Reputation: 102765
I am thinking of secure ways to serve HTML and JSON to JavaScript. Currently I am just outputting the JSON like:
ajax.php?type=article&id=15
{
"name": "something",
"content": "some content"
}
but I do realize this is a security risk -- because the articles are created by users. So, someone could insert script tags (just an example) for the content and link to his article directly in the AJAX API. Thus, I am now wondering what's the best way to prevent such issues. One way would be to encode all non alphanumerical characters from the input, and then decode in JavaScript (and encode again when put in somewhere).
Another option could be to send some headers that force the browser to never render the response of the AJAX API requests (Content-Type
and X-Content-Type-Options
).
Upvotes: 5
Views: 998
Reputation: 67019
If you set the Content-Type
to application/json
then NO Browser will execute JavaScript on that page. This is apart of RFC-4627, and Google uses this to protect them selves. Other Application/
Content types follow similar rules.
You still have to worry about DOM Based XSS, however this would be a problem with your JavaScript, not really the content of the json. Another more exotic security concern with Json is information leakage like this vulnerability in gmail.
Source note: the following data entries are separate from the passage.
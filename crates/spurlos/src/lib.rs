//! # Spurlos
//!
//! Umbrella crate for the spurlos PII detection engine. Re-exports the
//! alignment core and the model registry; depend on this crate unless you
//! only need one of the pieces.
//!
//! ```rust
//! use std::sync::Arc;
//! use spurlos::{
//!     CoarseMapping, EntityDetector, PredictedLabel, RuleTokenizer, SequenceModel,
//! };
//!
//! struct Gazetteer;
//! impl SequenceModel for Gazetteer {
//!     fn label(&self, sentences: &[String]) -> spurlos::Result<Vec<Vec<PredictedLabel>>> {
//!         Ok(sentences
//!             .iter()
//!             .map(|s| {
//!                 s.contains("Berlin")
//!                     .then(|| PredictedLabel::new("CITY", "Berlin"))
//!                     .into_iter()
//!                     .collect()
//!             })
//!             .collect())
//!     }
//! }
//!
//! let detector = EntityDetector::new(Arc::new(RuleTokenizer::new()), Arc::new(Gazetteer)).unwrap();
//! let (entities, _) = detector
//!     .detect_coarse("Hans wohnt in Berlin.", &CoarseMapping::codealltag())
//!     .unwrap();
//! assert_eq!(entities[0].label, "LOCATION");
//! ```
pub use spurlos_core::*;
pub use spurlos_registry::{
    CoarseMappingConfig, EntitySetConfig, EntitySetLabel, EntitySetsConfig, FineGrainedLabel,
    LexiconTagger, LoadingStrategy, ModelConfig, ModelImplKind, ModelRegistry, ModelType,
    RegistryError,
};
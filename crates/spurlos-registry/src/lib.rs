//! # Spurlos Registry
//!
//! Configuration-driven model registry for the spurlos engine. A JSON
//! document describes entity sets (label taxonomies, coarse mappings,
//! supported models); the registry constructs every configured model
//! eagerly and wires [`spurlos_core::EntityDetector`]s on demand.
pub mod config;
pub mod error;
pub mod lexicon;
pub mod registry;

// Re-export primary API
pub use config::{
    CoarseMappingConfig, EntitySetConfig, EntitySetLabel, EntitySetsConfig, FineGrainedLabel,
    LoadingStrategy, ModelConfig, ModelImplKind, ModelType,
};
pub use error::{RegistryError, Result};
pub use lexicon::LexiconTagger;
pub use registry::ModelRegistry;
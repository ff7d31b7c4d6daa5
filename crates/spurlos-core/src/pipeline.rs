//! # Detection Pipeline
//!
//! Wires tokenization, boundary reconstruction, model inference, span
//! recovery and coarse consolidation into one detector. The detector owns
//! no model state itself; the tokenizer and model arrive as shared trait
//! objects so a host can reuse them across detectors and threads.

use std::sync::Arc;

use tracing::{debug, instrument};

use crate::align::{BoundaryReconstructor, DEFAULT_BUFFER, recover_entities};
use crate::coarse::{CoarseMapper, CoarseMapping, DEFAULT_MAX_GAP, ProvenanceMap};
use crate::error::{Result, SpurlosError};
use crate::model::SequenceModel;
use crate::tokenize::SentenceTokenizer;
use crate::types::EntityItem;

/// Tuning knobs for a detector.
#[derive(Debug, Clone, Copy, PartialEq, Eq)]
pub struct DetectorConfig {
    /// Slack in bytes for boundary anchor search and drift retry.
    pub boundary_buffer: usize,
    /// Maximum separator characters between entities that still merge.
    pub merge_max_gap: usize,
    /// Whether coarse consolidation merges adjacent same-label entities.
    pub merge_adjacent: bool,
}

impl Default for DetectorConfig {
    fn default() -> Self {
        Self {
            boundary_buffer: DEFAULT_BUFFER,
            merge_max_gap: DEFAULT_MAX_GAP,
            merge_adjacent: true,
        }
    }
}

impl DetectorConfig {
    /// Sets the boundary anchor-search buffer.
    pub fn with_boundary_buffer(mut self, buffer: usize) -> Self {
        self.boundary_buffer = buffer;
        self
    }

    /// Sets the merge adjacency gap.
    pub fn with_merge_max_gap(mut self, gap: usize) -> Self {
        self.merge_max_gap = gap;
        self
    }

    /// Enables or disables adjacent-entity merging.
    pub fn with_merge_adjacent(mut self, merge: bool) -> Self {
        self.merge_adjacent = merge;
        self
    }
}

/// End-to-end entity detector over raw text.
///
/// Immutable after construction; `&self` methods are safe to call from
/// multiple threads as long as the model implementation is.
pub struct EntityDetector {
    tokenizer: Arc<dyn SentenceTokenizer>,
    model: Arc<dyn SequenceModel>,
    config: DetectorConfig,
    reconstructor: BoundaryReconstructor,
    mapper: CoarseMapper,
}

impl std::fmt::Debug for EntityDetector {
    fn fmt(&self, f: &mut std::fmt::Formatter<'_>) -> std::fmt::Result {
        f.debug_struct("EntityDetector")
            .field("config", &self.config)
            .finish_non_exhaustive()
    }
}

impl EntityDetector {
    /// Creates a detector with default configuration.
    pub fn new(
        tokenizer: Arc<dyn SentenceTokenizer>,
        model: Arc<dyn SequenceModel>,
    ) -> Result<Self> {
        Self::with_config(tokenizer, model, DetectorConfig::default())
    }

    /// Creates a detector with explicit configuration.
    pub fn with_config(
        tokenizer: Arc<dyn SentenceTokenizer>,
        model: Arc<dyn SequenceModel>,
        config: DetectorConfig,
    ) -> Result<Self> {
        Ok(Self {
            tokenizer,
            model,
            config,
            reconstructor: BoundaryReconstructor::with_buffer(config.boundary_buffer),
            mapper: CoarseMapper::with_max_gap(config.merge_max_gap)?,
        })
    }

    /// The detector's configuration.
    pub fn config(&self) -> &DetectorConfig {
        &self.config
    }

    /// Detects fine-grained entities with exact byte offsets.
    ///
    /// Every model prediction appears in the output exactly once, in order,
    /// with ids `"T1".."TN"`; predictions whose span could not be located
    /// carry the `-1`/`-1` sentinel.
    ///
    /// # Errors
    ///
    /// [`SpurlosError::EmptyInput`] for blank text,
    /// [`SpurlosError::LabelCountMismatch`] if the model breaks its
    /// one-sequence-per-sentence contract, and any error the model itself
    /// returns.
    #[instrument(skip_all, fields(len = text.len()))]
    pub fn detect_fine(&self, text: &str) -> Result<Vec<EntityItem>> {
        if text.trim().is_empty() {
            return Err(SpurlosError::EmptyInput);
        }

        let boundaries = self.reconstructor.reconstruct(self.tokenizer.as_ref(), text);
        let sentences: Vec<String> = boundaries.iter().map(|b| b.text.clone()).collect();
        debug!(sentences = sentences.len(), "reconstructed boundaries");

        let predictions = self.model.label(&sentences)?;
        if predictions.len() != boundaries.len() {
            return Err(SpurlosError::LabelCountMismatch {
                expected: boundaries.len(),
                got: predictions.len(),
            });
        }

        let paired: Vec<_> = boundaries.into_iter().zip(predictions).collect();
        let entities = recover_entities(text, &paired);
        debug!(entities = entities.len(), "recovered entity spans");
        Ok(entities)
    }

    /// Detects entities and consolidates them into coarse categories.
    ///
    /// Returns the consolidated entities together with the provenance of
    /// every output entity. Sentinel entities never reach coarse output.
    pub fn detect_coarse(
        &self,
        text: &str,
        mapping: &CoarseMapping,
    ) -> Result<(Vec<EntityItem>, ProvenanceMap)> {
        let fine = self.detect_fine(text)?;
        Ok(self
            .mapper
            .consolidate(text, &fine, mapping, self.config.merge_adjacent))
    }

    /// Detects fine-grained entities for several texts, preserving input
    /// order. Each text fails or succeeds independently.
    pub fn detect_batch(&self, texts: &[String]) -> Vec<Result<Vec<EntityItem>>> {
        texts.iter().map(|t| self.detect_fine(t)).collect()
    }
}
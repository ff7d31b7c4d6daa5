use serde::{Deserialize, Serialize};

/// A token emitted by a sentence tokenizer, with spacing metadata.
///
/// Unlike offset-carrying tokens, these describe the *re-joined* form of a
/// sentence: `space_after` records whether the tokenizer saw whitespace
/// behind the token, which is what boundary reconstruction needs to rebuild
/// the sentence string the way the model will see it.
#[derive(Debug, Clone, PartialEq, Eq, Serialize, Deserialize)]
pub struct Token {
    /// The token text content.
    pub text: String,
    /// Whether the token was followed by whitespace in the input.
    pub space_after: bool,
    /// Whether this is the final token of its sentence.
    pub last_in_sentence: bool,
}

impl Token {
    /// Creates a new token.
    pub fn new(text: impl Into<String>, space_after: bool, last_in_sentence: bool) -> Self {
        Self {
            text: text.into(),
            space_after,
            last_in_sentence,
        }
    }
}
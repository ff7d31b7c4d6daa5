//! # Span Recovery
//!
//! Maps each predicted label back onto exact byte offsets in the original
//! text. The model predicts over normalized sentences, so its surface text
//! may not literally occur in the source; recovery first tries an exact
//! window search, then a two-anchor fallback validated by
//! whitespace-collapsed comparison, and finally degrades to a sentinel
//! span rather than dropping the prediction.

use tracing::debug;

use crate::align::floor_char_boundary;
use crate::model::PredictedLabel;
use crate::types::{EntityItem, SentenceBoundary};

/// Recovers exact spans for every predicted label, in emission order.
///
/// Token ids are a single monotonically increasing counter (`"T1"`,
/// `"T2"`, …) across the whole input text — one id per model prediction,
/// including those that end up as sentinels, so output stays in 1:1
/// correspondence with the model's raw labels.
pub fn recover_entities(
    text: &str,
    sentences: &[(SentenceBoundary, Vec<PredictedLabel>)],
) -> Vec<EntityItem> {
    let mut items = Vec::new();
    let mut counter = 0usize;

    for (boundary, labels) in sentences {
        let mut cursor = boundary.start;
        for label in labels {
            counter += 1;
            let token_id = format!("T{counter}");
            match resolve(text, label, cursor, boundary.end) {
                Some((start, end)) => {
                    cursor = end;
                    items.push(EntityItem::resolved(
                        token_id,
                        &label.value,
                        start,
                        end,
                        &text[start..end],
                    ));
                }
                None => {
                    debug!(label = %label.value, surface = %label.text, "span not recoverable, emitting sentinel");
                    items.push(EntityItem::unresolved(token_id, &label.value, &label.text));
                }
            }
        }
    }
    items
}

/// Resolves one predicted surface form within `[cursor, window_end)`.
fn resolve(
    text: &str,
    label: &PredictedLabel,
    cursor: usize,
    window_end: usize,
) -> Option<(usize, usize)> {
    // Exact match first: the common case when the tokenizer changed nothing.
    if let Some(start) = find_within(text, &label.text, cursor, window_end) {
        return Some((start, start + label.text.len()));
    }

    // Anchor fallback only applies to multi-token surfaces; a single token
    // that is missing cannot be triangulated.
    if !label.text.chars().any(char::is_whitespace) {
        return None;
    }
    let anchors: Vec<&str> = label.text.split_whitespace().collect();
    if anchors.len() < 2 {
        return None;
    }
    let first = anchors[0];
    let last = anchors[anchors.len() - 1];

    let first_pos = find_within(text, first, cursor, window_end)?;
    let last_pos = find_within(text, last, first_pos + first.len(), window_end)?;
    let end = last_pos + last.len();

    // The interior may differ in whitespace only.
    let candidate = &text[first_pos..end];
    if collapse_whitespace(candidate) == collapse_whitespace(&label.text) {
        Some((first_pos, end))
    } else {
        None
    }
}

/// First occurrence of `needle` fully inside `[start, end)`, absolute.
fn find_within(text: &str, needle: &str, start: usize, end: usize) -> Option<usize> {
    if needle.is_empty() {
        return None;
    }
    let end = floor_char_boundary(text, end.min(text.len()));
    let start = floor_char_boundary(text, start.min(end));
    text[start..end].find(needle).map(|pos| pos + start)
}

/// Collapses every whitespace run to a single space.
fn collapse_whitespace(s: &str) -> String {
    let mut out = String::with_capacity(s.len());
    let mut in_run = false;
    for c in s.chars() {
        if c.is_whitespace() {
            if !in_run {
                out.push(' ');
            }
            in_run = true;
        } else {
            out.push(c);
            in_run = false;
        }
    }
    out
}
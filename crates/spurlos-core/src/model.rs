//! # Sequence Model Seam
//!
//! The statistical model is an external collaborator: it receives the
//! normalized sentence strings produced by boundary reconstruction and
//! returns per-sentence predicted labels in document order. Loading,
//! caching and batching of real model backends live in the hosting crate;
//! this module only fixes the contract the alignment core relies on.

use serde::{Deserialize, Serialize};

use crate::error::Result;

/// A single prediction emitted by a sequence-labeling model.
///
/// `text` is the surface form as the model saw it in the normalized
/// sentence. It approximates — but is not guaranteed to equal — the exact
/// substring of the original text; span recovery exists to close that gap.
#[derive(Debug, Clone, PartialEq, Eq, Serialize, Deserialize)]
pub struct PredictedLabel {
    /// The predicted label value (e.g. `"CITY"`).
    pub value: String,
    /// The predicted surface text.
    pub text: String,
}

impl PredictedLabel {
    /// Creates a new predicted label.
    pub fn new(value: impl Into<String>, text: impl Into<String>) -> Self {
        Self {
            value: value.into(),
            text: text.into(),
        }
    }
}

/// A sequence-labeling model over sentence strings.
///
/// Implementations must return exactly one label sequence per input
/// sentence, in matching order. Labels within a sentence must be emitted in
/// document order — span recovery advances a cursor through the sentence
/// window and relies on it.
pub trait SequenceModel: Send + Sync {
    /// Labels each sentence, returning per-sentence predictions in order.
    fn label(&self, sentences: &[String]) -> Result<Vec<Vec<PredictedLabel>>>;
}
Make sure to always test your code. There is the Sitewatch free xss scanner, or the open source Skipfish and finally you could test this manually with a simple <script>alert(/xss/)</script>
.
Upvotes: 7
Reputation: 1800
Instead of worrying about how you could encode the malicious code when you return it, you should probably take care that it does not even get into your database. A quick google search about preventing cross-site scripting and input validation might help you here. Cheers
Upvotes: 4
Reputation: 26979
For outputting safe html from php, I recommend http://htmlpurifier.org/
Upvotes: 0
Reputation: 2075
If the user has to be logged in to view the web page then secure the ajax.php with the same authorization mechanism. Then a client that's not logged in cannot access ajax.php directly to retrieve the data.
Upvotes: 1
Reputation: 413682
Insertion of script tags (or SQL) is only a problem if you fail to ensure it isn't at the point that it could be a problem.
A <script>
tag in the middle of a comment that somebody submits will not hurt your server and it won't hurt your database. What it would hurt, if you fail to take appropriate measures, would be a page that includes the comment when you subsequently serve it up and it reaches a client browser. In order to prevent that from happening, your code that prepares the page must make sure that user-supplied content is always scrubbed before it is exposed to an unaware interpreter. In this case, that unaware interpreter is a client web browser. In fact, your client web browser really involves two unaware interpreters: the HTML parser & layout engine and the Javascript interpreter.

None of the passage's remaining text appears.